Goal of the exercise: At the line containing "const MAX_SAVE_ATTEMPTS: usize = 5;", begin setting down the entries exactly, and stop only after the last line.

═════ Information supplied

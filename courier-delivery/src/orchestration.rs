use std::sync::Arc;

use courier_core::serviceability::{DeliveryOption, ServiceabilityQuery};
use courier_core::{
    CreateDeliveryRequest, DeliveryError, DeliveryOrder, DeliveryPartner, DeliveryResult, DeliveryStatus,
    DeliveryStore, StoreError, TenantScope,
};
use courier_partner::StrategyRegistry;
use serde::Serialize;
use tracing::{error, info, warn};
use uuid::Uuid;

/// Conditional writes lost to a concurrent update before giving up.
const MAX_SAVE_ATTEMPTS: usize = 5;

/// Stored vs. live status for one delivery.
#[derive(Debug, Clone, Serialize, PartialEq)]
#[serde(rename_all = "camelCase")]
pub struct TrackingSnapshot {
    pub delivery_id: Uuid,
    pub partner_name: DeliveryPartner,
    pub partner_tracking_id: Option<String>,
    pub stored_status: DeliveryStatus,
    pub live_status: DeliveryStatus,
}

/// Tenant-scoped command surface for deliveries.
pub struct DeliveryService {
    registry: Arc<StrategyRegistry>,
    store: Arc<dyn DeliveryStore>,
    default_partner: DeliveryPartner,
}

══════════

Answer area:
const MAX_SAVE_ATTEMPTS: usize = 5;

/// Stored vs. live status for one delivery.
#[derive(Debug, Clone, Serialize, PartialEq)]
#[serde(rename_all = "camelCase")]
pub struct TrackingSnapshot {
    pub delivery_id: Uuid,
    pub partner_name: DeliveryPartner,
    pub partner_tracking_id: Option<String>,
    pub stored_status: DeliveryStatus,
    pub live_status: DeliveryStatus,
}

/// Tenant-scoped command surface for deliveries.
pub struct DeliveryService {
    registry: Arc<StrategyRegistry>,
    store: Arc<dyn DeliveryStore>,
    default_partner: DeliveryPartner,
}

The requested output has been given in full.